» Exercise directions
Scan the records for "false". Show the matching lines.

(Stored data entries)
---*---

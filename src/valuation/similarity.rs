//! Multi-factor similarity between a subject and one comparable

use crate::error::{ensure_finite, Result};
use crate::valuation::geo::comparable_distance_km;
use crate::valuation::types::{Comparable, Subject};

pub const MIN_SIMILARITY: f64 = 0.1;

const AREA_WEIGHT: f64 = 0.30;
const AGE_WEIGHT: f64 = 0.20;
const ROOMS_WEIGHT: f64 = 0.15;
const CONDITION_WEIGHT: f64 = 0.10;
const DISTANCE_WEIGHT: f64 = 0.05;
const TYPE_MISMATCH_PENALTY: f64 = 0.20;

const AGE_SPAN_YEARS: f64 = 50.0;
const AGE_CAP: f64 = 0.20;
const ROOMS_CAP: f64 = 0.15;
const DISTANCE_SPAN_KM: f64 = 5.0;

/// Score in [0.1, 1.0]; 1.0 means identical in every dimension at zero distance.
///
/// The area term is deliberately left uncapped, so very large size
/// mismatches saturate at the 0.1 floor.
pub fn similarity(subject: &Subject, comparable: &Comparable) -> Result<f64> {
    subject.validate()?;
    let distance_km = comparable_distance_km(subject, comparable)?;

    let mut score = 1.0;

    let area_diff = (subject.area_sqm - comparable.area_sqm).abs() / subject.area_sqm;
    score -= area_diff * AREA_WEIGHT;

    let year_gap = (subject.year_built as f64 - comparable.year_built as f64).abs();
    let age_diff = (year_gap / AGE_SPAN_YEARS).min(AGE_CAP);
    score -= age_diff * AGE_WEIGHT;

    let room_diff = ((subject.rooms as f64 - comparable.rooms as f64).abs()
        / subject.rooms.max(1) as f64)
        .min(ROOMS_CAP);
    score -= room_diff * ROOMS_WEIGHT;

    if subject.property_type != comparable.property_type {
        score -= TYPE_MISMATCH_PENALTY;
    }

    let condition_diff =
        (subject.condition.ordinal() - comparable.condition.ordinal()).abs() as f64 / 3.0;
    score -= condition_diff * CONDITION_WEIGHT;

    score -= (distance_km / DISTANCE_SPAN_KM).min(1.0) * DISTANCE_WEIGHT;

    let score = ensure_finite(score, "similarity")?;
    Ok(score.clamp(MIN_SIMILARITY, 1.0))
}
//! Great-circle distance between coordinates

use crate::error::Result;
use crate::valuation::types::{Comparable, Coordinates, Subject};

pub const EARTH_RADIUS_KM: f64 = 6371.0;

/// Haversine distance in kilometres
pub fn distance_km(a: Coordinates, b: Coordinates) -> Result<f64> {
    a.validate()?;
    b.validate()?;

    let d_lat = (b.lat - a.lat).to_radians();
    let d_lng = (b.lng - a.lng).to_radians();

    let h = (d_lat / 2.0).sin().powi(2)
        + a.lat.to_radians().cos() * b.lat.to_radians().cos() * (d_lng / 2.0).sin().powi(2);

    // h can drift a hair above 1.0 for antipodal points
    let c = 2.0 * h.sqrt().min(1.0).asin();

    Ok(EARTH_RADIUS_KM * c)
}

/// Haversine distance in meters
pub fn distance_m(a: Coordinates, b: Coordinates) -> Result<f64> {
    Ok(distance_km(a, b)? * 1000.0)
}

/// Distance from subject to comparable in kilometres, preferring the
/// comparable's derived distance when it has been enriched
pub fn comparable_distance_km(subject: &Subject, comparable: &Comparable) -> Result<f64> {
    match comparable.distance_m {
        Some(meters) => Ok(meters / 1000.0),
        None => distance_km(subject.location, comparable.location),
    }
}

---*---

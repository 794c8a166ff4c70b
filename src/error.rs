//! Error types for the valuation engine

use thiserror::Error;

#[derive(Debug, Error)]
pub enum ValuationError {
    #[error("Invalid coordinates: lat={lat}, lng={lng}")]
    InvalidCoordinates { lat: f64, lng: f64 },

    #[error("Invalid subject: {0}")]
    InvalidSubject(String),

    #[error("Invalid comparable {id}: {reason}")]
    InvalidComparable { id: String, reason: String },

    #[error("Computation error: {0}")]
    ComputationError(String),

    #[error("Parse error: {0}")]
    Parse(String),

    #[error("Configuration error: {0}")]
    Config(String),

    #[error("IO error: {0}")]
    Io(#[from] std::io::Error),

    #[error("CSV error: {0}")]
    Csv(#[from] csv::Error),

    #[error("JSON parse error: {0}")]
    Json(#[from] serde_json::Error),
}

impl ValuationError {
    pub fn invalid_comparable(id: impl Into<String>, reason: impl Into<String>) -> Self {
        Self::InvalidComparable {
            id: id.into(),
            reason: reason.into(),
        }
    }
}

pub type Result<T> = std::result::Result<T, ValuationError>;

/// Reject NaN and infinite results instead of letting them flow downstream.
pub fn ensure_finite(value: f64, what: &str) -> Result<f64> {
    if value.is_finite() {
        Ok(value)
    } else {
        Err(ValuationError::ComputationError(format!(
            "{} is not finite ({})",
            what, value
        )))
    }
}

---*---

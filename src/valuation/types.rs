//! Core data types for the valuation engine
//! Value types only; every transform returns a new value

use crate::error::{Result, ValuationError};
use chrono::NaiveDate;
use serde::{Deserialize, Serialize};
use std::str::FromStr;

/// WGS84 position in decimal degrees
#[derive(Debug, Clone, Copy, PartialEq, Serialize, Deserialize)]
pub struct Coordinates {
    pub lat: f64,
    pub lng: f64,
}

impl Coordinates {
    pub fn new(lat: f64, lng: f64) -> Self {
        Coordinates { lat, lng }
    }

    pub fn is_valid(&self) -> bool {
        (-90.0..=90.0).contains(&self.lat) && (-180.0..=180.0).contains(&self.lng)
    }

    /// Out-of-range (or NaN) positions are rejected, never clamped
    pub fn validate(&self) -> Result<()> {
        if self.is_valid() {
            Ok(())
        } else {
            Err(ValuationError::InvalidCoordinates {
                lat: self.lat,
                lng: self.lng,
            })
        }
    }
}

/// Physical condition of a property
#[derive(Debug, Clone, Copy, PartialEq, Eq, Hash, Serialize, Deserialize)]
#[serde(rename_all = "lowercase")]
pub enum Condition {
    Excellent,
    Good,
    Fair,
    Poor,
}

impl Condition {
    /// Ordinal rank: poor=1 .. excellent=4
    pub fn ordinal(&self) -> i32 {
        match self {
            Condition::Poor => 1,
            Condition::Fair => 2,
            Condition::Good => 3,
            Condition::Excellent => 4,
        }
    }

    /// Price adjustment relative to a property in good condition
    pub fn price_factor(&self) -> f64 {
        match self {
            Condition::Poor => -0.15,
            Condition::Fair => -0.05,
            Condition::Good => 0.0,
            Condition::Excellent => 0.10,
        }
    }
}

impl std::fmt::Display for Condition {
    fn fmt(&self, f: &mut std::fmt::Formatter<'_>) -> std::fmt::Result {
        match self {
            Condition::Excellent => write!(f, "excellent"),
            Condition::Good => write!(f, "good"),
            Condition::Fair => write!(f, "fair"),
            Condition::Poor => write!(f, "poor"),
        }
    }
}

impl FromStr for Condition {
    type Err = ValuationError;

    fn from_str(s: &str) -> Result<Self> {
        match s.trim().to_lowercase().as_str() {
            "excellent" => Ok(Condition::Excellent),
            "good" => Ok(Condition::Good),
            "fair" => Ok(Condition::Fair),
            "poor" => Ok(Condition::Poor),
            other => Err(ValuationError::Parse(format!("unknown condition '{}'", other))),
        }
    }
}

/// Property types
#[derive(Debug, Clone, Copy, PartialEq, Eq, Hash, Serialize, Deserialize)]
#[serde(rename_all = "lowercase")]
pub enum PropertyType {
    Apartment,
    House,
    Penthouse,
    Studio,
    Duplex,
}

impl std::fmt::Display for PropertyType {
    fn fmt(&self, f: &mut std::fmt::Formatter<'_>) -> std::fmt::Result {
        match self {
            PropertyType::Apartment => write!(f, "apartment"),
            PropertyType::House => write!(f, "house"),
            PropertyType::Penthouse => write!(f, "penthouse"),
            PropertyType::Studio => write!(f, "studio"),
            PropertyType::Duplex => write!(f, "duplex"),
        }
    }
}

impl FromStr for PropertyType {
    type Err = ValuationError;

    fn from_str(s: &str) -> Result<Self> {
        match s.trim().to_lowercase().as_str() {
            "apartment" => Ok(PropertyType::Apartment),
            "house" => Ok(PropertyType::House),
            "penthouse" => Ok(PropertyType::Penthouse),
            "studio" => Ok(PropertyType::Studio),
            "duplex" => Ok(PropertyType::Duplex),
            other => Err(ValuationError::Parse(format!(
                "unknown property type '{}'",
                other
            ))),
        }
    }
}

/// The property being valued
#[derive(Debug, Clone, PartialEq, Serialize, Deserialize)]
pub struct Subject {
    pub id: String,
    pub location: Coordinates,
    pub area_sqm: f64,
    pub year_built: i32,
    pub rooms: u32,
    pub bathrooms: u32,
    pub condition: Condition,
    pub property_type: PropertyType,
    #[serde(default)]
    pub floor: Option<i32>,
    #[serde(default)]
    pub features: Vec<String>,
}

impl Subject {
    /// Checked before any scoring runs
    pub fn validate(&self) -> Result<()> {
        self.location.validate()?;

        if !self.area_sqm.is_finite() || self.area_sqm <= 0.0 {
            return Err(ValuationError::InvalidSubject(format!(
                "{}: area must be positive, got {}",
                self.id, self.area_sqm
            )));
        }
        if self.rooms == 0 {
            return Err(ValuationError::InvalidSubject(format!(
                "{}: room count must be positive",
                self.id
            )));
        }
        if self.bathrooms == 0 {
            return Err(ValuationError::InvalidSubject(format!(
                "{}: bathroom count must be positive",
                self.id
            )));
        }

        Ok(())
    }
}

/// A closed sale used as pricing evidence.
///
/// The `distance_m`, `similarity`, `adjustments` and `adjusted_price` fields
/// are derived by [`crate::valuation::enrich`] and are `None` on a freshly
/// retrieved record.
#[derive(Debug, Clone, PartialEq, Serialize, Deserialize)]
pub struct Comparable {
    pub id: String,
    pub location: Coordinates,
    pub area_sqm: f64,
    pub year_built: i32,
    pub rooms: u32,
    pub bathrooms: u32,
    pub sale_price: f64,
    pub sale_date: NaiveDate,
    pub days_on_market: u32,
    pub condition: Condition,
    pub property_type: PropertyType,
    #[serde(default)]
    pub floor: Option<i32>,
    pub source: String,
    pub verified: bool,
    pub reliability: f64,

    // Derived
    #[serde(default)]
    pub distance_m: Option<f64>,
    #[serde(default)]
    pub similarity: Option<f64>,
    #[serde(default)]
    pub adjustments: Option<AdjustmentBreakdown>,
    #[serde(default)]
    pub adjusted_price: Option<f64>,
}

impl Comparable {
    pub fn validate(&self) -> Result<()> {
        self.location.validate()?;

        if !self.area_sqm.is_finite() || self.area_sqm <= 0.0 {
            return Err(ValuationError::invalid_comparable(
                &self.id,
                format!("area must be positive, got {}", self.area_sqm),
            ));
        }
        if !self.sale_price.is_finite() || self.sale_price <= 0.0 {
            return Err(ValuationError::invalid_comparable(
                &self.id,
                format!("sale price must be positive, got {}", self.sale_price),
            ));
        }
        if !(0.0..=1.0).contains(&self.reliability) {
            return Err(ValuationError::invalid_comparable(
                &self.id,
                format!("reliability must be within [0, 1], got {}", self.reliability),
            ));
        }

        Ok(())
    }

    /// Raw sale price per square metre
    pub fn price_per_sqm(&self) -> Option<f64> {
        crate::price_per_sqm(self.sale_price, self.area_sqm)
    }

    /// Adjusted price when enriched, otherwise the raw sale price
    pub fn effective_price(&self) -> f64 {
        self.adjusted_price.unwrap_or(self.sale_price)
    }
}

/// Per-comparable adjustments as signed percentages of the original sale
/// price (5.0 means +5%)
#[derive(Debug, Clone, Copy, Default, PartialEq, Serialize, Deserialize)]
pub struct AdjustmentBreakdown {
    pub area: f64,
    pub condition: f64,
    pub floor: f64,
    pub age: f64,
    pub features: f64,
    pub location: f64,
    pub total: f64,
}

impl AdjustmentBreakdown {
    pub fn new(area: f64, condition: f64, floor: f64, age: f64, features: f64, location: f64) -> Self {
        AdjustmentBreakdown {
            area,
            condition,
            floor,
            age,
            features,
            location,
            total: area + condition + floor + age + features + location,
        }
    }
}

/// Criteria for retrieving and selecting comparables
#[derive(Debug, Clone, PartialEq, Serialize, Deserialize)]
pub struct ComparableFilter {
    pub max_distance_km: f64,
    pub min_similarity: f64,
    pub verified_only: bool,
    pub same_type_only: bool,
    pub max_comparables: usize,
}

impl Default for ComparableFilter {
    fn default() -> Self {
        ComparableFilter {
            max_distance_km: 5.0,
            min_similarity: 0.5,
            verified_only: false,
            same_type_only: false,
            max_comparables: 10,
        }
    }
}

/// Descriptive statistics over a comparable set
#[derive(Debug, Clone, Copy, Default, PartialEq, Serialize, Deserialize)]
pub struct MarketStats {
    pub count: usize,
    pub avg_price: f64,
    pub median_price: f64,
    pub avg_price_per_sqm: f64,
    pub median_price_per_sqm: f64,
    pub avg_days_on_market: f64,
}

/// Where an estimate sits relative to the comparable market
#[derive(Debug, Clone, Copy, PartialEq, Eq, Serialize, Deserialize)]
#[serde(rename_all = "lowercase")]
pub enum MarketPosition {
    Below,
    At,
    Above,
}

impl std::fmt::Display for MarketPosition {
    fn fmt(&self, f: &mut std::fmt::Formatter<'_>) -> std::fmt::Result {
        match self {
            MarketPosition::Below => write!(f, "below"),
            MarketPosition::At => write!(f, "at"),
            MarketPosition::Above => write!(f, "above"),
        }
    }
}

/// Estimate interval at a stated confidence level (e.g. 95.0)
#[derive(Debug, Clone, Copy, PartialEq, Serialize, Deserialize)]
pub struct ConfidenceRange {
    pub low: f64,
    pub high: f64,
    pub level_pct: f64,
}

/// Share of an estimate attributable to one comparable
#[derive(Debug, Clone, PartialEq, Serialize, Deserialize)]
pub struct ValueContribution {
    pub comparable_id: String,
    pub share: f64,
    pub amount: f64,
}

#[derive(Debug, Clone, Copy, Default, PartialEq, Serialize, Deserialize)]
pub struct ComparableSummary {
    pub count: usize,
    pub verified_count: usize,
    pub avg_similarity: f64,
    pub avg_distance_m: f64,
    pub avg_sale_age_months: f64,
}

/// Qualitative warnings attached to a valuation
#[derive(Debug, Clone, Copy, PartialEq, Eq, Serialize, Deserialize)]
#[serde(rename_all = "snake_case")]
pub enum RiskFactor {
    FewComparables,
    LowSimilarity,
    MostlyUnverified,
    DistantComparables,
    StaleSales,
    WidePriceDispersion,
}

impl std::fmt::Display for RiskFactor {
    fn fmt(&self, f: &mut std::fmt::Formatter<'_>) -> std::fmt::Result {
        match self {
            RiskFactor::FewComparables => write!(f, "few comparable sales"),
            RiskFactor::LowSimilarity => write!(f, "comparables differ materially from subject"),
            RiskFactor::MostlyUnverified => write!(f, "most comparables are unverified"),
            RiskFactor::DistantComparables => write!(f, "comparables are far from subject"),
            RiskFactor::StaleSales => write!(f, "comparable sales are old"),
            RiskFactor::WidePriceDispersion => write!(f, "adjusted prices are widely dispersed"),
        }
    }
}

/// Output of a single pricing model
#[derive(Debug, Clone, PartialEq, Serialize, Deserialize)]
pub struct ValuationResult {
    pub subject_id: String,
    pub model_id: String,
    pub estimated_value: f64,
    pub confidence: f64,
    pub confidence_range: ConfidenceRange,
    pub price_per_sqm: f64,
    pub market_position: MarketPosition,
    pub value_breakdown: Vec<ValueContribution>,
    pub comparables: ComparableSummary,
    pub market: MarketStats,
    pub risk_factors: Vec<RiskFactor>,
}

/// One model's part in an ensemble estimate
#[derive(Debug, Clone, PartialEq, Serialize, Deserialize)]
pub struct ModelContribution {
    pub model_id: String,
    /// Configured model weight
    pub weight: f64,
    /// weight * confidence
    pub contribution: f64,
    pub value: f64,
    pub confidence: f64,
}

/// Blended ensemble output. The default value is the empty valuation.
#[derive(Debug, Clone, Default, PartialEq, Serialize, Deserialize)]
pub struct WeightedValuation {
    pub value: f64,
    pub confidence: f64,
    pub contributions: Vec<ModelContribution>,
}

---*---

» The completed task
            verified_only: false,
            same_type_only: false,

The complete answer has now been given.